[What to produce] Give back the lines of the records exactly, starting at the first and ending at the one with "return Err(Error::PrimaryKeyViolation(self.name().to_string()));".

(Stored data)

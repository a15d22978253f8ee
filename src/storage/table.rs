//! Table storage for Quarry
//!
//! A table pairs a definition with its rows, kept in insertion order.

use super::tuple::{Tuple, Value};
use crate::catalog::{Schema, TableDef};
use crate::error::{Error, Result};
use std::collections::HashSet;
use std::sync::Arc;

/// A table combining schema and rows
#[derive(Debug, Clone)]
pub struct Table {
    /// Table definition (metadata)
    def: Arc<TableDef>,
    /// Rows in insertion order
    rows: Vec<Tuple>,
    /// Primary key values seen so far
    keys: HashSet<Vec<Value>>,
}

impl Table {
    /// Create a new empty table
    pub fn new(def: Arc<TableDef>) -> Self {
        Self {
            def,
            rows: Vec::new(),
            keys: HashSet::new(),
        }
    }

    /// Get table name
    pub fn name(&self) -> &str {
        self.def.name()
    }

    /// Get table schema
    pub fn schema(&self) -> &Schema {
        self.def.schema()
    }

    /// Get table definition
    pub fn definition(&self) -> &Arc<TableDef> {
        &self.def
    }

    /// Insert a row, coercing each value to its column type
    pub fn insert(&mut self, tuple: Tuple) -> Result<()> {
        let schema = self.def.schema();
        if tuple.len() != schema.column_count() {
            return Err(Error::RowArityMismatch {
                table: self.name().to_string(),
                expected: schema.column_count(),
                found: tuple.len(),
            });
        }

        let mut values = Vec::with_capacity(tuple.len());
        for (value, col) in tuple.into_values().into_iter().zip(schema.columns()) {
            // Check NOT NULL constraints
            if !col.nullable && value.is_null() {
                return Err(Error::NullNotAllowed(format!("{}.{}", self.name(), col.name)));
            }
            values.push(value.coerce_to(col.data_type)?);
        }

        let pk = schema.primary_key_indices();
        if !pk.is_empty() {
            let key: Vec<Value> = pk.iter().map(|&i| values[i].clone()).collect();
            if !self.keys.insert(key) {
                return Err(Error::PrimaryKeyViolation(self.name().to_string()));
            }
        }

        self.rows.push(Tuple::new(values));
        Ok(())
    }

    /// Scan all tuples in insertion order
    pub fn scan(&self) -> TableScan<'_> {
        TableScan {
            rows: &self.rows,
            position: 0,
        }
    }

    /// All rows as a slice
    pub fn rows(&self) -> &[Tuple] {
        &self.rows
    }

    /// Get tuple count
    pub fn tuple_count(&self) -> usize {
        self.rows.len()
    }
}

/// Iterator over the rows of a table.
///
/// Each call to [`Table::scan`] starts a fresh pass, so a scan can be
/// re-opened as many times as a correlated subquery needs.
#[derive(Debug, Clone)]
pub struct TableScan<'a> {
    rows: &'a [Tuple],
    position: usize,
}

impl<'a> Iterator for TableScan<'a> {
    type Item = &'a Tuple;

    fn next(&mut self) -> Option<Self::Item> {
        let row = self.rows.get(self.position)?;
        self.position += 1;
        Some(row)
    }

    fn size_hint(&self) -> (usize, Option<usize>) {
        let remaining = self.rows.len() - self.position;
        (remaining, Some(remaining))
    }
}
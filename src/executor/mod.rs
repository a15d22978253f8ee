//! Query execution module
//!
//! This module contains the logical plan and the pull-based executor.

pub mod executor;
pub mod plan;

mod aggregate;
mod join;
mod subquery;

pub use executor::{ExecutionEngine, Pipeline, ResultSet, RowStream};
pub use plan::{
    AggregateExpr, AggregateFunction, GroupKey, JoinType, LogicalPlan, OrderByItem, SelectItem,
    SetOperator,
};
//! Grouping and aggregate functions
//!
//! Rows are grouped by value equality of their key expressions (NULL keys
//! form one group). Groups are emitted in order of first appearance; with no
//! GROUP BY the whole input is a single group, even when it is empty.

use indexmap::IndexMap;
use rust_decimal::Decimal;
use std::cmp::Ordering;
use std::collections::HashSet;
use std::sync::Arc;
use tracing::debug;

use super::executor::{blocking, ExecutionEngine, Pipeline};
use super::plan::{AggregateExpr, AggregateFunction, GroupKey};
use crate::catalog::{DataType, Field, RowSchema};
use crate::error::{Error, Result};
use crate::expr::Scope;
use crate::storage::tuple::with_scale;
use crate::storage::{Tuple, Value};

/// Running state of one aggregate within one group
#[derive(Debug)]
struct Accumulator<'a> {
    agg: &'a AggregateExpr,
    seen: Option<HashSet<Value>>,
    count: i64,
    sum: Option<Value>,
    extreme: Option<Value>,
    max_scale: u32,
}

impl<'a> Accumulator<'a> {
    fn new(agg: &'a AggregateExpr) -> Self {
        Self {
            agg,
            seen: agg.distinct.then(HashSet::new),
            count: 0,
            sum: None,
            extreme: None,
            max_scale: 0,
        }
    }

    /// Fold one input value; `None` is COUNT(*)
    fn update(&mut self, value: Option<Value>) -> Result<()> {
        let value = match value {
            None => {
                self.count += 1;
                return Ok(());
            }
            Some(v) if v.is_null() => return Ok(()),
            Some(v) => v,
        };
        if let Some(seen) = &mut self.seen {
            if !seen.insert(value.clone()) {
                return Ok(());
            }
        }

        match self.agg.func {
            AggregateFunction::Count => {}
            AggregateFunction::Sum | AggregateFunction::Avg => {
                if !value.is_numeric() {
                    return Err(Error::InvalidAggregate(format!(
                        "{} over {} value '{}'",
                        self.agg.func,
                        value.type_name(),
                        value
                    )));
                }
                self.max_scale = self.max_scale.max(value.scale());
                self.sum = Some(match self.sum.take() {
                    Some(sum) => sum.add(&value)?,
                    None => value,
                });
            }
            AggregateFunction::Min | AggregateFunction::Max => {
                let wanted = if self.agg.func == AggregateFunction::Min {
                    Ordering::Less
                } else {
                    Ordering::Greater
                };
                let replace = match &self.extreme {
                    None => true,
                    Some(current) => value.sql_compare(current)? == Some(wanted),
                };
                if replace {
                    self.extreme = Some(value);
                }
            }
        }
        self.count += 1;
        Ok(())
    }

    fn finish(self, scale_increment: u32) -> Result<Value> {
        match self.agg.func {
            AggregateFunction::Count => Ok(Value::Integer(self.count)),
            AggregateFunction::Sum => Ok(self.sum.unwrap_or(Value::Null)),
            AggregateFunction::Min | AggregateFunction::Max => {
                Ok(self.extreme.unwrap_or(Value::Null))
            }
            AggregateFunction::Avg => {
                let sum = match self.sum.as_ref().and_then(Value::as_decimal) {
                    Some(sum) if self.count > 0 => sum,
                    _ => return Ok(Value::Null),
                };
                let mean = sum
                    .checked_div(Decimal::from(self.count))
                    .ok_or_else(|| Error::Overflow(format!("AVG of {} values", self.count)))?;
                let scale = self.max_scale.saturating_add(scale_increment);
                Ok(Value::Decimal(with_scale(mean, scale)))
            }
        }
    }
}

/// Reject aggregates whose argument can never be valid
fn validate(agg: &AggregateExpr, schema: &RowSchema) -> Result<()> {
    let arg = match &agg.arg {
        Some(arg) => arg,
        None if agg.func == AggregateFunction::Count && !agg.distinct => return Ok(()),
        None => {
            return Err(Error::InvalidAggregate(format!(
                "{} requires an argument",
                agg.func
            )))
        }
    };
    if matches!(agg.func, AggregateFunction::Sum | AggregateFunction::Avg) {
        if let Some(t) = arg.data_type(schema) {
            if !t.is_numeric() {
                return Err(Error::InvalidAggregate(format!(
                    "{} over {} expression '{}'",
                    agg.func, t, arg
                )));
            }
        }
    }
    Ok(())
}

fn output_type(agg: &AggregateExpr, schema: &RowSchema) -> Option<DataType> {
    match agg.func {
        AggregateFunction::Count => Some(DataType::Integer),
        AggregateFunction::Avg => Some(DataType::Decimal),
        _ => agg.arg.as_ref().and_then(|a| a.data_type(schema)),
    }
}

pub(super) fn open_aggregate<'a>(
    engine: &'a ExecutionEngine,
    input: Pipeline<'a>,
    group_by: &'a [GroupKey],
    aggregates: &'a [AggregateExpr],
    outer: Option<&'a Scope<'a>>,
) -> Result<Pipeline<'a>> {
    let input_schema = input.schema.clone();
    let mut fields = Vec::with_capacity(group_by.len() + aggregates.len());
    for key in group_by {
        let local = match key.expr.as_column() {
            Some(c) => input_schema
                .resolve(c.table.as_deref(), &c.column)?
                .and_then(|i| input_schema.field(i)),
            None => None,
        };
        fields.push(match (local, &key.alias) {
            (Some(f), None) => f.clone(),
            (_, Some(a)) => Field::new(a.clone(), key.expr.data_type(&input_schema)),
            (None, None) => Field::new(key.expr.to_string(), key.expr.data_type(&input_schema)),
        });
    }
    for agg in aggregates {
        validate(agg, &input_schema)?;
        fields.push(Field::new(agg.output_name(), output_type(agg, &input_schema)));
    }

    let evaluator = engine.evaluator();
    let scale_increment = engine.config().avg_scale_increment;
    let source = input.rows;
    let rows = blocking(move || {
        let mut groups: IndexMap<Vec<Value>, Vec<Accumulator<'a>>> = IndexMap::new();
        for row in source {
            let row = row?;
            let scope = Scope::nested(&input_schema, row.values(), outer);
            let key = group_by
                .iter()
                .map(|k| evaluator.evaluate(&k.expr, &scope))
                .collect::<Result<Vec<_>>>()?;
            let accumulators = groups
                .entry(key)
                .or_insert_with(|| aggregates.iter().map(Accumulator::new).collect());
            for acc in accumulators.iter_mut() {
                let value = match &acc.agg.arg {
                    Some(arg) => Some(evaluator.evaluate(arg, &scope)?),
                    None => None,
                };
                acc.update(value)?;
            }
        }
        if groups.is_empty() && group_by.is_empty() {
            groups.insert(Vec::new(), aggregates.iter().map(Accumulator::new).collect());
        }
        debug!(groups = groups.len(), "aggregation complete");

        let mut out = Vec::with_capacity(groups.len());
        for (key, accumulators) in groups {
            let mut values = key;
            for acc in accumulators {
                values.push(acc.finish(scale_increment)?);
            }
            out.push(Tuple::new(values));
        }
        Ok(out)
    });
    Ok(Pipeline::new(Arc::new(RowSchema::new(fields)), rows))
}

#[cfg(test)]
mod tests {
    use super::*;
    use crate::catalog::TableBuilder;
    use crate::executor::plan::{LogicalPlan, OrderByItem};
    use crate::expr::{col, func, lit, ScalarFunction};
    use crate::storage::StoreBuilder;

    fn dec(s: &str) -> Value {
        Value::parse_as(s, DataType::Decimal).unwrap()
    }

    fn create_engine() -> ExecutionEngine {
        let mut builder = StoreBuilder::new();
        builder
            .add_table(
                TableBuilder::new("orders")
                    .primary_key("order_id")
                    .column("customer_id", DataType::Integer)
                    .column("order_date", DataType::Timestamp)
                    .column("total", DataType::Decimal)
                    .column("status", DataType::Text)
                    .build(),
            )
            .unwrap();
        let rows = [
            (1, Some(7), "2024-01-15 09:30:00", Some("100.00"), "shipped"),
            (2, Some(8), "2024-01-16 10:00:00", Some("50.50"), "pending"),
            (3, Some(7), "2024-01-15 17:45:00", Some("25.25"), "shipped"),
            (4, None, "2024-01-17 08:00:00", None, "cancelled"),
            (5, Some(8), "2024-01-18 12:00:00", Some("50.50"), "shipped"),
        ];
        for (id, customer, date, total, status) in rows {
            builder
                .insert(
                    "orders",
                    Tuple::new(vec![
                        Value::Integer(id),
                        customer.map(Value::Integer).unwrap_or(Value::Null),
                        Value::parse_as(date, DataType::Timestamp).unwrap(),
                        total.map(dec).unwrap_or(Value::Null),
                        Value::from(status),
                    ]),
                )
                .unwrap();
        }
        ExecutionEngine::new(Arc::new(builder.build().unwrap()))
    }

    #[test]
    fn test_group_by_with_all_functions() {
        let engine = create_engine();
        let plan = LogicalPlan::scan("orders").aggregate(
            vec![col("customer_id").into()],
            vec![
                AggregateExpr::count_star().alias("n"),
                AggregateExpr::sum(col("total")).alias("spent"),
                AggregateExpr::avg(col("total")).alias("mean"),
                AggregateExpr::min(col("total")),
                AggregateExpr::max(col("order_date")),
            ],
        );
        let result = engine.execute(&plan).unwrap();
        assert_eq!(
            result.columns(),
            vec!["customer_id", "n", "spent", "mean", "MIN(total)", "MAX(order_date)"]
        );
        // groups in order of first appearance, NULL key is its own group
        assert_eq!(result.len(), 3);
        assert_eq!(
            result.rows[0].values()[..4],
            [Value::Integer(7), Value::Integer(2), dec("125.25"), dec("62.625000")]
        );
        assert_eq!(result.rows[1].get(3), Some(&dec("50.500000")));
        assert_eq!(result.rows[2].values()[1..5], [
            Value::Integer(1),
            Value::Null,
            Value::Null,
            Value::Null
        ]);
    }

    #[test]
    fn test_count_variants() {
        let engine = create_engine();
        let plan = LogicalPlan::scan("orders").aggregate(
            vec![],
            vec![
                AggregateExpr::count_star(),
                AggregateExpr::count(col("customer_id")),
                AggregateExpr::count_distinct(col("customer_id")),
                AggregateExpr::count_distinct(col("total")),
            ],
        );
        let result = engine.execute(&plan).unwrap();
        assert_eq!(
            result.rows,
            vec![Tuple::new(vec![
                Value::Integer(5),
                Value::Integer(4),
                Value::Integer(2),
                Value::Integer(3)
            ])]
        );
        assert_eq!(result.columns()[2], "COUNT(DISTINCT customer_id)");
    }

    #[test]
    fn test_empty_input_without_group_by() {
        let engine = create_engine();
        let plan = LogicalPlan::scan("orders")
            .filter(col("order_id").gt(lit(100)))
            .aggregate(
                vec![],
                vec![
                    AggregateExpr::count_star(),
                    AggregateExpr::sum(col("total")),
                    AggregateExpr::avg(col("total")),
                    AggregateExpr::max(col("total")),
                ],
            );
        let result = engine.execute(&plan).unwrap();
        assert_eq!(
            result.rows,
            vec![Tuple::new(vec![
                Value::Integer(0),
                Value::Null,
                Value::Null,
                Value::Null
            ])]
        );
    }

    #[test]
    fn test_empty_input_with_group_by() {
        let engine = create_engine();
        let plan = LogicalPlan::scan("orders")
            .filter(col("order_id").gt(lit(100)))
            .aggregate(vec![col("status").into()], vec![AggregateExpr::count_star()]);
        assert!(engine.execute(&plan).unwrap().is_empty());
    }

    #[test]
    fn test_group_by_date_merges_times() {
        let engine = create_engine();
        let day = func(ScalarFunction::Date, vec![col("order_date")]);
        let plan = LogicalPlan::scan("orders")
            .aggregate(
                vec![GroupKey::aliased(day, "day")],
                vec![AggregateExpr::count_star().alias("orders")],
            )
            .sort(vec![OrderByItem::asc(col("day"))]);
        let result = engine.execute(&plan).unwrap();
        assert_eq!(result.len(), 4);
        assert_eq!(result.rows[0].get(0).unwrap().to_string(), "2024-01-15");
        assert_eq!(result.rows[0].get(1), Some(&Value::Integer(2)));
        assert_eq!(result.schema.field(0).unwrap().data_type, Some(DataType::Date));
    }

    #[test]
    fn test_having_over_aggregate() {
        let engine = create_engine();
        let plan = LogicalPlan::scan("orders")
            .aggregate(
                vec![col("status").into()],
                vec![AggregateExpr::count_star().alias("n")],
            )
            .having(col("n").gt(lit(1)));
        let result = engine.execute(&plan).unwrap();
        assert_eq!(result.len(), 1);
        assert_eq!(result.rows[0].get(0), Some(&Value::from("shipped")));
    }

    #[test]
    fn test_group_counts_sum_to_input() {
        let engine = create_engine();
        let plan = LogicalPlan::scan("orders")
            .aggregate(vec![col("status").into()], vec![AggregateExpr::count_star()]);
        let total: i64 = engine
            .execute(&plan)
            .unwrap()
            .rows
            .iter()
            .filter_map(|r| r.get(1).and_then(Value::as_i64))
            .sum();
        assert_eq!(total, 5);
    }

    #[test]
    fn test_invalid_aggregates() {
        let engine = create_engine();
        for agg in [
            AggregateExpr::avg(col("status")),
            AggregateExpr::sum(col("order_date")),
        ] {
            let plan = LogicalPlan::scan("orders").aggregate(vec![], vec![agg]);
            assert!(matches!(
                engine.execute(&plan),
                Err(Error::InvalidAggregate(_))
            ));
        }

        let mut missing = AggregateExpr::count_star();
        missing.func = AggregateFunction::Max;
        let plan = LogicalPlan::scan("orders").aggregate(vec![], vec![missing]);
        assert!(matches!(engine.execute(&plan), Err(Error::InvalidAggregate(_))));
    }

    #[test]
    fn test_min_max_type_mismatch_across_values() {
        let engine = create_engine();
        let mixed = crate::expr::case_when(
            vec![(col("order_id").eq(lit(1)), lit("one"))],
            Some(col("order_id")),
        );
        let plan = LogicalPlan::scan("orders").aggregate(vec![], vec![AggregateExpr::max(mixed)]);
        assert!(matches!(engine.execute(&plan), Err(Error::TypeMismatch { .. })));
    }
}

[Task response]
repository a15d22978253f8ee
filename src/storage/table.rs
//! Table storage for Quarry
//!
//! A table pairs a definition with its rows, kept in insertion order.

use super::tuple::{Tuple, Value};
use crate::catalog::{Schema, TableDef};
use crate::error::{Error, Result};
use std::collections::HashSet;
use std::sync::Arc;

/// A table combining schema and rows
#[derive(Debug, Clone)]
pub struct Table {
    /// Table definition (metadata)
    def: Arc<TableDef>,
    /// Rows in insertion order
    rows: Vec<Tuple>,
    /// Primary key values seen so far
    keys: HashSet<Vec<Value>>,
}

impl Table {
    /// Create a new empty table
    pub fn new(def: Arc<TableDef>) -> Self {
        Self {
            def,
            rows: Vec::new(),
            keys: HashSet::new(),
        }
    }

    /// Get table name
    pub fn name(&self) -> &str {
        self.def.name()
    }

    /// Get table schema
    pub fn schema(&self) -> &Schema {
        self.def.schema()
    }

    /// Get table definition
    pub fn definition(&self) -> &Arc<TableDef> {
        &self.def
    }

    /// Insert a row, coercing each value to its column type
    pub fn insert(&mut self, tuple: Tuple) -> Result<()> {
        let schema = self.def.schema();
        if tuple.len() != schema.column_count() {
            return Err(Error::RowArityMismatch {
                table: self.name().to_string(),
                expected: schema.column_count(),
                found: tuple.len(),
            });
        }

        let mut values = Vec::with_capacity(tuple.len());
        for (value, col) in tuple.into_values().into_iter().zip(schema.columns()) {
            // Check NOT NULL constraints
            if !col.nullable && value.is_null() {
                return Err(Error::NullNotAllowed(format!("{}.{}", self.name(), col.name)));
            }
            values.push(value.coerce_to(col.data_type)?);
        }

        let pk = schema.primary_key_indices();
        if !pk.is_empty() {
            let key: Vec<Value> = pk.iter().map(|&i| values[i].clone()).collect();
            if !self.keys.insert(key) {
                return Err(Error::PrimaryKeyViolation(self.name().to_string()));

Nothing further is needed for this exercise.